I’m close to my two adult boys. We’ve walked through a lot of life together — mine and theirs. They are on their own, have good careers, and live healthy, productive lives. They love other people with grace. Best of all, they both love and pursue Jesus actively. I couldn’t be more proud as a dad.

Gratefully, and the subject of this post, they still call me for the major decisions they make in life.

I didn’t have a great relationship with my dad when I was their age. I wanted the type relationship with my sons where they would always feel welcome and ready to learn from my experience. I’m blessed to say both my boys call me often, sometimes daily in certain seasons of their life. They want my help making life decisions. I can only credit God’s grace with that blessing.

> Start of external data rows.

use crate::buffer::{BufferError, BufferHandle};
use crate::event_source::LiveBatch;
use feed_protocol::{Event, EventCategory, Key};
use std::collections::{BTreeMap, HashMap};
use tokio::sync::{oneshot, watch};
use tracing::{debug, info, warn};

/// Joins the per-category live streams into the shared buffer.
///
/// Sources advance at their own pace, so events are held back until every category has
/// reached their block. Only blocks at or below the lowest watermark are released, which
/// keeps inserts into the shared buffer strictly above anything a feed already streamed.
pub struct LiveMerger {
    buffer: BufferHandle,
    live_rx: flume::Receiver<LiveBatch>,
    watermarks: HashMap<EventCategory, u64>,
    pending: BTreeMap<Key, Event>,
    released: u64,
    released_tx: watch::Sender<u64>,
    shutdown: oneshot::Receiver<()>,
}

impl LiveMerger {
    /// `caught_up` is the last block already present in the shared buffer.
    pub fn new(
        buffer: BufferHandle,
        live_rx: flume::Receiver<LiveBatch>,
        categories: &[EventCategory],
        caught_up: u64,
        shutdown: oneshot::Receiver<()>,
    ) -> (Self, watch::Receiver<u64>) {
        let (released_tx, released_rx) = watch::channel(caught_up);
        let merger = Self {
            buffer,
            live_rx,
            watermarks: categories.iter().map(|&c| (c, caught_up)).collect(),
            pending: BTreeMap::new(),
            released: caught_up,
            released_tx,
            shutdown,
        };
        (merger, released_rx)
    }

    pub async fn process(mut self) -> Result<(), BufferError> {
        info!(released = self.released, "Live merger started");
        loop {
            tokio::select! {
                biased;
                _ = &mut self.shutdown => {
                    info!(released = self.released, "Live merger received shutdown");
                    return Ok(());
                }
                batch = self.live_rx.recv_async() => match batch {
                    Ok(batch) => {
                        if let Some((height, events)) = self.accept(batch) {
                            self.release(height, events).await?;
                        }
                    }
                    Err(_) => {
                        info!(released = self.released, "All live streams closed");
                        return Ok(());
                    }
                }
            }
        }
    }

    /// Folds a batch in and returns what became releasable.
    fn accept(&mut self, batch: LiveBatch) -> Option<(u64, Vec<Event>)> {
        let Some(watermark) = self.watermarks.get_mut(&batch.category) else {
            warn!(category = %batch.category, "Ignoring batch of an unmerged category");
            return None;
        };
        *watermark = (*watermark).max(batch.watermark);
        for event in batch.events {
            if event.key.block_height <= self.released {
                warn!(key = %event.key, released = self.released, "Dropping late live event");
                continue;
            }
            self.pending.insert(event.key, event);
        }

        let lowest = self.watermarks.values().copied().min()?;
        if lowest <= self.released {
            return None;
        }
        let held = self.pending.split_off(&Key::block_start(lowest + 1));
        let ready = std::mem::replace(&mut self.pending, held);
        Some((lowest, ready.into_values().collect()))
    }

    /// A parked feed is woken on every release, even an empty one, so quiet blocks
    /// still count as progress for its continue timeout.
    async fn release(&mut self, height: u64, events: Vec<Event>) -> Result<(), BufferError> {
        let count = events.len();
        if count > 0 {
            self.buffer.insert_batch(events).await?;
        }
        self.buffer.continue_feed().await?;
        self.released = height;
        self.released_tx.send_replace(height);
        debug!(height, events = count, held = self.pending.len(), "Released live events");
        Ok(())
    }
}

#[cfg(test)]
mod tests {
    use super::*;
    use crate::buffer::{BufferCommand, EventBuffer};
    use crate::feed::FeedTimeouts;
    use crate::metrics::create_shared_metrics;
    use crate::testing::{event, keys};

    fn batch(category: EventCategory, watermark: u64, blocks: &[(u64, u64)]) -> LiveBatch {
        LiveBatch {
            category,
            watermark,
            events: blocks.iter().map(|&(b, i)| event(category, b, i)).collect(),
        }
    }

    #[test]
    fn test_holds_events_until_every_category_caught_up() {
        let (buffer, _rx) = {
            let (command_tx, command_rx) = flume::unbounded();
            (BufferHandle { command_tx }, command_rx)
        };
        let (_, live_rx) = flume::unbounded();
        let (_shutdown, shutdown_rx) = oneshot::channel();
        let categories = [EventCategory::Signup, EventCategory::Trust];
        let (mut merger, _) = LiveMerger::new(buffer, live_rx, &categories, 100, shutdown_rx);

        let trust = batch(EventCategory::Trust, 105, &[(103, 0), (105, 1)]);
        assert_eq!(merger.accept(trust), None);

        let signup = batch(EventCategory::Signup, 104, &[(104, 0), (101, 2)]);
        let (height, events) = merger.accept(signup).unwrap();
        assert_eq!(height, 104);
        assert_eq!(
            keys(&events),
            vec![Key::new(101, 2), Key::new(103, 0), Key::new(104, 0)]
        );
        assert_eq!(merger.pending.len(), 1);
    }

    #[test]
    fn test_late_events_are_dropped() {
        let (command_tx, _command_rx) = flume::unbounded();
        let (_, live_rx) = flume::unbounded();
        let (_shutdown, shutdown_rx) = oneshot::channel();
        let (mut merger, _) = LiveMerger::new(
            BufferHandle { command_tx },
            live_rx,
            &[EventCategory::Transfer],
            50,
            shutdown_rx,
        );
        let (height, events) = merger
            .accept(batch(EventCategory::Transfer, 52, &[(50, 0), (51, 0)]))
            .unwrap();
        assert_eq!(height, 52);
        assert_eq!(keys(&events), vec![Key::new(51, 0)]);
        assert_eq!(
            merger.accept(batch(EventCategory::Signup, 60, &[(55, 0)])),
            None
        );
    }

    #[tokio::test]
    async fn test_empty_release_still_continues_feed() {
        let (command_tx, command_rx) = flume::unbounded();
        let (live_tx, live_rx) = flume::unbounded();
        let (shutdown, shutdown_rx) = oneshot::channel();
        let (merger, mut released) = LiveMerger::new(
            BufferHandle { command_tx },
            live_rx,
            &[EventCategory::OrganizationSignup],
            30,
            shutdown_rx,
        );
        let task = tokio::spawn(merger.process());

        live_tx
            .send(batch(EventCategory::OrganizationSignup, 31, &[]))
            .unwrap();
        released.wait_for(|h| *h == 31).await.unwrap();
        let commands: Vec<BufferCommand> = command_rx.drain().collect();
        assert_eq!(commands.len(), 1);
        assert!(matches!(commands[0], BufferCommand::ContinueFeed));

        shutdown.send(()).unwrap();
        task.await.unwrap().unwrap();
    }

    #[tokio::test]
    async fn test_releases_into_shared_buffer() {
        let metrics = create_shared_metrics();
        let (buffer, _) = EventBuffer::spawn("shared", FeedTimeouts::default(), metrics);
        let (live_tx, live_rx) = flume::unbounded();
        let (shutdown, shutdown_rx) = oneshot::channel();
        let categories = [EventCategory::Signup, EventCategory::Trust];
        let (merger, mut released) =
            LiveMerger::new(buffer.clone(), live_rx, &categories, 10, shutdown_rx);
        let task = tokio::spawn(merger.process());

        live_tx
            .send(batch(EventCategory::Signup, 12, &[(11, 0), (12, 0)]))
            .unwrap();
        live_tx
            .send(batch(EventCategory::Trust, 11, &[(11, 1)]))
            .unwrap();
        let height = *released.wait_for(|h| *h == 11).await.unwrap();
        assert_eq!(height, 11);
        assert_eq!(
            keys(&buffer.take_all().await.unwrap()),
            vec![Key::new(11, 0), Key::new(11, 1)]
        );

        shutdown.send(()).unwrap();
        task.await.unwrap().unwrap();
    }
}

Even still, I’ve observed there is something in them that wants to appear not to need the help at times. Something in a guy resists the need for help — even when we desperately need the help.

How do you get your sons to want to come to you for wisdom, long after they leave home?

I get asked that a lot. I have a few thoughts.

Here are 7 suggestions for raising boys:

Do activities they want to do – I spent lots of time with my boys, but I did that by assuming their interests. If it was baseball or wrestling, I loved and lived what they loved. I know dads who try to get their boys to love fishing or golf because they love fishing or golf. I simply chose my interests around theirs.

Stay close – Boys grow to become men. That sounds simple, but it’s huge to remember. They want to be independent. Some days they don’t want you around as much as others. (That may sound appealing for a moment when they are colicky as infants, but believe me you will miss them.) I tried to stay close enough that I was there when they were ready for me. Ephesians 6 says not to exasperate the children. I simply tried not to get in the way of their growth pattern, but to always be available when needed. I found I was “needed” more often that way. And, the funny thing, it almost seemed like they tested whether I was going to be there when they called.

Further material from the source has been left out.